• _PROVIDED INFORMATION_:
========

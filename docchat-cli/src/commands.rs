//! Parsing of REPL input lines.

use std::path::PathBuf;

use docchat_core::Mode;

pub const HELP: &str = "\
Commands:
  /upload <path>              load a text file (replaces the current one)
  /mode <concise|detailed>    change the response mode
  /clear                      clear the chat history
  /history                    show the chat history
  /status                     show mode, document and history size
  /help                       show this help
  /quit                       exit
Anything else is asked as a question about the loaded document.";

/// One line of REPL input.
#[derive(Debug, Clone, PartialEq, Eq)]
pub enum ReplCommand {
    Ask(String),
    Upload(PathBuf),
    Mode(Mode),
    Clear,
    History,
    Status,
    Help,
    Quit,
    Empty,
    /// Unusable input, with a message for the user.
    Invalid(String),
}

impl ReplCommand {
    pub fn parse(line: &str) -> Self {
        let line = line.trim();
        if line.is_empty() {
            return ReplCommand::Empty;
        }
        let Some(command) = line.strip_prefix('/') else {
            return ReplCommand::Ask(line.to_string());
        };

        let (name, arg) = match command.split_once(char::is_whitespace) {
            Some((name, arg)) => (name, arg.trim()),
            None => (command, ""),
        };

        match name.to_ascii_lowercase().as_str() {
            "upload" if arg.is_empty() => ReplCommand::Invalid("usage: /upload <path>".into()),
            "upload" => ReplCommand::Upload(PathBuf::from(arg)),
            "mode" => match arg.parse::<Mode>() {
                Ok(mode) => ReplCommand::Mode(mode),
                Err(_) => ReplCommand::Invalid("usage: /mode <concise|detailed>".into()),
            },
            "clear" => ReplCommand::Clear,
            "history" => ReplCommand::History,
            "status" => ReplCommand::Status,
            "help" | "?" => ReplCommand::Help,
            "quit" | "exit" => ReplCommand::Quit,
            other => ReplCommand::Invalid(format!("unknown command '/{other}', try /help")),
        }
    }
}

#[cfg(test)]
mod tests {
    use super::*;

    #[test]
    fn plain_text_is_a_question() {
        assert_eq!(
            ReplCommand::parse("  What is the capital?  "),
            ReplCommand::Ask("What is the capital?".into())
        );
        assert_eq!(ReplCommand::parse("   "), ReplCommand::Empty);
    }

    #[test]
    fn parses_commands_with_arguments() {
        assert_eq!(
            ReplCommand::parse("/upload  my notes.txt "),
            ReplCommand::Upload(PathBuf::from("my notes.txt"))
        );
        assert_eq!(ReplCommand::parse("/mode Detailed"), ReplCommand::Mode(Mode::Detailed));
        assert_eq!(ReplCommand::parse("/QUIT"), ReplCommand::Quit);
        assert_eq!(ReplCommand::parse("/exit"), ReplCommand::Quit);
    }

    #[test]
    fn reports_bad_input() {
        assert!(matches!(ReplCommand::parse("/upload"), ReplCommand::Invalid(_)));
        assert!(matches!(ReplCommand::parse("/mode loud"), ReplCommand::Invalid(_)));
        assert_eq!(
            ReplCommand::parse("/frobnicate"),
            ReplCommand::Invalid("unknown command '/frobnicate', try /help".into())
        );
    }
}
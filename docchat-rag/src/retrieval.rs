//! Retrieval engine.
//!
//! The [`RetrievalEngine`] coordinates the upload-and-query workflow by
//! composing a [`ResilientEmbedder`], a [`Chunker`], and the active
//! [`VectorIndex`].
//!
//! # Example
//!
//! ```rust,ignore
//! use docchat_rag::{Document, LineChunker, RagConfig, ResilientEmbedder, RetrievalEngine};
//!
//! let engine = RetrievalEngine::builder()
//!     .config(RagConfig::default())
//!     .embedder(ResilientEmbedder::new(Arc::new(my_embedder), RagConfig::default()))
//!     .chunker(Arc::new(LineChunker))
//!     .build()?;
//!
//! engine.load(&Document::new("notes.txt", text)).await?;
//! let chunks = engine.retrieve("search query", 3).await;
//! ```

use std::sync::Arc;

use tokio::sync::{Mutex, RwLock};
use tracing::{info, warn};

use crate::chunking::Chunker;
use crate::config::RagConfig;
use crate::document::{Document, IndexSummary, ScoredChunk};
use crate::error::{RagError, Result};
use crate::index::VectorIndex;
use crate::resilient::ResilientEmbedder;

/// Builds, swaps and queries the index for one session.
///
/// Construct one via [`RetrievalEngine::builder()`]. Queries clone the active
/// index handle and never see a half-built index: a new index is built in
/// full before it replaces the old one, and concurrent loads are serialised.
pub struct RetrievalEngine {
    config: RagConfig,
    embedder: ResilientEmbedder,
    chunker: Arc<dyn Chunker>,
    active: RwLock<Option<Arc<VectorIndex>>>,
    load_lock: Mutex<()>,
}

impl RetrievalEngine {
    /// Create a new [`RetrievalEngineBuilder`].
    pub fn builder() -> RetrievalEngineBuilder {
        RetrievalEngineBuilder::default()
    }

    /// Return a reference to the configuration.
    pub fn config(&self) -> &RagConfig {
        &self.config
    }

    /// Return a reference to the embedder.
    pub fn embedder(&self) -> &ResilientEmbedder {
        &self.embedder
    }

    /// Index a document: chunk → embed → build → swap.
    ///
    /// # Errors
    ///
    /// Returns [`RagError::InputError`] if the document has no non-blank
    /// chunks; the previously active index stays active.
    pub async fn load(&self, document: &Document) -> Result<IndexSummary> {
        let _loading = self.load_lock.lock().await;

        let chunks = self.chunker.chunk(document);
        if chunks.is_empty() {
            warn!(document.id = %document.id, "rejected upload: document is empty");
            return Err(RagError::InputError(format!("document '{}' is empty", document.id)));
        }

        let texts: Vec<&str> = chunks.iter().map(|c| c.text.as_str()).collect();
        let embeddings = self.embedder.embed(&texts).await;

        let index = VectorIndex::build(
            document.id.clone(),
            self.embedder.dimensions(),
            chunks.into_iter().zip(embeddings),
        )?;
        let summary = index.summary();

        *self.active.write().await = Some(Arc::new(index));

        if summary.fallback_count > 0 {
            warn!(
                document.id = %summary.document_id,
                fallback_count = summary.fallback_count,
                "some chunks were indexed with fallback embeddings"
            );
        }
        info!(
            document.id = %summary.document_id,
            chunk_count = summary.chunk_count,
            "indexed document"
        );

        Ok(summary)
    }

    /// Discard the active index.
    pub async fn unload(&self) {
        let _loading = self.load_lock.lock().await;
        if self.active.write().await.take().is_some() {
            info!("discarded active index");
        }
    }

    /// Whether an index is loaded.
    pub async fn is_loaded(&self) -> bool {
        self.active.read().await.is_some()
    }

    /// Summary of the active index, if any.
    pub async fn summary(&self) -> Option<IndexSummary> {
        self.snapshot().await.map(|index| index.summary())
    }

    /// Chunk texts of the top-`k` matches for `query`, most similar first.
    ///
    /// Returns an empty `Vec` when no document is loaded.
    pub async fn retrieve(&self, query: &str, k: usize) -> Vec<String> {
        self.retrieve_scored(query, k).await.into_iter().map(|r| r.chunk.text).collect()
    }

    /// Like [`retrieve`](Self::retrieve), keeping scores and chunk metadata.
    ///
    /// No similarity threshold is applied.
    pub async fn retrieve_scored(&self, query: &str, k: usize) -> Vec<ScoredChunk> {
        match self.snapshot().await {
            Some(index) => self.retrieve_from(&index, query, k).await,
            None => Vec::new(),
        }
    }

    /// Handle to the active index, unaffected by later loads or unloads.
    pub async fn snapshot(&self) -> Option<Arc<VectorIndex>> {
        self.active.read().await.clone()
    }

    /// Top-`k` matches for `query` in `index`, usually one obtained from
    /// [`snapshot`](Self::snapshot).
    pub async fn retrieve_from(
        &self,
        index: &VectorIndex,
        query: &str,
        k: usize,
    ) -> Vec<ScoredChunk> {
        if k == 0 || index.is_empty() {
            return Vec::new();
        }

        let query_embedding = self.embedder.embed_query(query).await;
        if let Some(reason) = query_embedding.fallback_reason() {
            warn!(%reason, "query embedding is a fallback; ranking carries no semantic signal");
        }

        let results = index.query(query_embedding.vector(), k);
        info!(document.id = %index.document_id(), result_count = results.len(), "query completed");
        results
    }
}

/// Builder for constructing a [`RetrievalEngine`].
///
/// All fields are required. Call [`build()`](RetrievalEngineBuilder::build)
/// to validate and produce the engine.
#[derive(Default)]
pub struct RetrievalEngineBuilder {
    config: Option<RagConfig>,
    embedder: Option<ResilientEmbedder>,
    chunker: Option<Arc<dyn Chunker>>,
}

impl RetrievalEngineBuilder {
    /// Set the configuration.
    pub fn config(mut self, config: RagConfig) -> Self {
        self.config = Some(config);
        self
    }

    /// Set the embedder.
    pub fn embedder(mut self, embedder: ResilientEmbedder) -> Self {
        self.embedder = Some(embedder);
        self
    }

    /// Set the document chunker.
    pub fn chunker(mut self, chunker: Arc<dyn Chunker>) -> Self {
        self.chunker = Some(chunker);
        self
    }

    /// Build the [`RetrievalEngine`], validating that all required fields are set.
    ///
    /// # Errors
    ///
    /// Returns [`RagError::ConfigError`] if any field is missing or the
    /// embedder's dimensionality disagrees with the configuration.
    pub fn build(self) -> Result<RetrievalEngine> {
        let config =
            self.config.ok_or_else(|| RagError::ConfigError("config is required".to_string()))?;
        let embedder = self
            .embedder
            .ok_or_else(|| RagError::ConfigError("embedder is required".to_string()))?;
        let chunker =
            self.chunker.ok_or_else(|| RagError::ConfigError("chunker is required".to_string()))?;

        if embedder.dimensions() != config.dimensions {
            return Err(RagError::ConfigError(format!(
                "embedder produces {}-dimensional vectors but config expects {}",
                embedder.dimensions(),
                config.dimensions
            )));
        }

        Ok(RetrievalEngine {
            config,
            embedder,
            chunker,
            active: RwLock::new(None),
            load_lock: Mutex::new(()),
        })
    }
}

========

• _ASSIGNMENT_: Take from the listing above each line containing "Mutex".

• _COMPLETED EXERCISE_:
use tokio::sync::{Mutex, RwLock};
    load_lock: Mutex<()>,
            load_lock: Mutex::new(()),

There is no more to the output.